(Collected data)
══════════

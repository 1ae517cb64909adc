use chrono::{DateTime, Utc};
use serde::{Deserialize, Serialize};

use crate::decimal::Money;
use crate::types::{
    ContributionId, LoanId, LoanStatus, MemberId, Month, PaymentId, PaymentStatus,
};

/// all events emitted by ledger operations
#[derive(Debug, Clone, PartialEq, Serialize, Deserialize)]
pub enum Event {
    // member lifecycle
    MemberRegistered {
        member_id: MemberId,
        name: String,
        timestamp: DateTime<Utc>,
    },
    MemberDeactivated {
        member_id: MemberId,
        timestamp: DateTime<Utc>,
    },
    MemberTotalsRecomputed {
        member_id: MemberId,
        total_contributions: Money,
        total_loans: Money,
        total_payable: Money,
    },

    // contribution events
    ContributionRecorded {
        contribution_id: ContributionId,
        member_id: MemberId,
        amount: Money,
        month: Month,
        timestamp: DateTime<Utc>,
    },
    ContributionRemoved {
        contribution_id: ContributionId,
        member_id: MemberId,
        amount: Money,
        month: Month,
        timestamp: DateTime<Utc>,
    },

    // loan events
    LoanApproved {
        loan_id: LoanId,
        member_id: MemberId,
        principal: Money,
        total_payable: Money,
        available_before: Money,
        timestamp: DateTime<Utc>,
    },
    InterestCompounded {
        loan_id: LoanId,
        months: u32,
        old_balance: Money,
        new_balance: Money,
        timestamp: DateTime<Utc>,
    },
    LoanSettled {
        loan_id: LoanId,
        member_id: MemberId,
        timestamp: DateTime<Utc>,
    },
    LoanStatusChanged {
        loan_id: LoanId,
        old_status: LoanStatus,
        new_status: LoanStatus,
        timestamp: DateTime<Utc>,
    },

    // payment events
    PaymentReceived {
        payment_id: PaymentId,
        loan_id: LoanId,
        member_id: MemberId,
        amount: Money,
        remaining_after: Money,
        timestamp: DateTime<Utc>,
    },
    PaymentStatusChanged {
        payment_id: PaymentId,
        old_status: PaymentStatus,
        new_status: PaymentStatus,
        timestamp: DateTime<Utc>,
    },
}

/// event store for collecting events during operations
#[derive(Debug, Default)]
pub struct EventStore {
    events: Vec<Event>,
}

impl EventStore {
    pub fn new() -> Self {
        Self { events: Vec::new() }
    }

    pub fn emit(&mut self, event: Event) {
        self.events.push(event);
    }

    pub fn take_events(&mut self) -> Vec<Event> {
        std::mem::take(&mut self.events)
    }

    pub fn events(&self) -> &[Event] {
        &self.events
    }

    pub fn clear(&mut self) {
        self.events.clear();
    }
}
pub mod config;
pub mod decimal;
pub mod entities;
pub mod errors;
pub mod events;
pub mod funds;
pub mod interest;
pub mod ledger;
pub mod serialization;
pub mod store;
pub mod types;

// re-export key types
pub use config::{FieldRules, LedgerConfig, LoanLimits};
pub use decimal::{Money, Rate};
pub use entities::{Contribution, Loan, Member, MemberTotals, Payment};
pub use errors::{LedgerError, Result};
pub use events::{Event, EventStore};
pub use funds::{available_funds, FundsSummary};
pub use interest::{apply_compound_interest, whole_months_between, CompoundingOutcome};
pub use ledger::{
    CompoundSweep, DashboardStats, Ledger, MemberSummary, MonthlyContributionStat,
};
pub use serialization::LedgerSnapshot;
pub use store::{EntityLocks, MemoryStore};
pub use types::{
    ContributionId, LoanId, LoanStatus, MemberId, Month, PaymentId, PaymentKind, PaymentMethod,
    PaymentStatus,
};

// re-export external dependencies that users will need
pub use chrono;
pub use hourglass_rs::{SafeTimeProvider, TimeSource};
pub use rust_decimal::Decimal;
pub use uuid::Uuid;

══════════

Brief | In the records, find every line that has the string "clear" and copy it.

Result for this task |
    pub fn clear(&mut self) {
        self.events.clear();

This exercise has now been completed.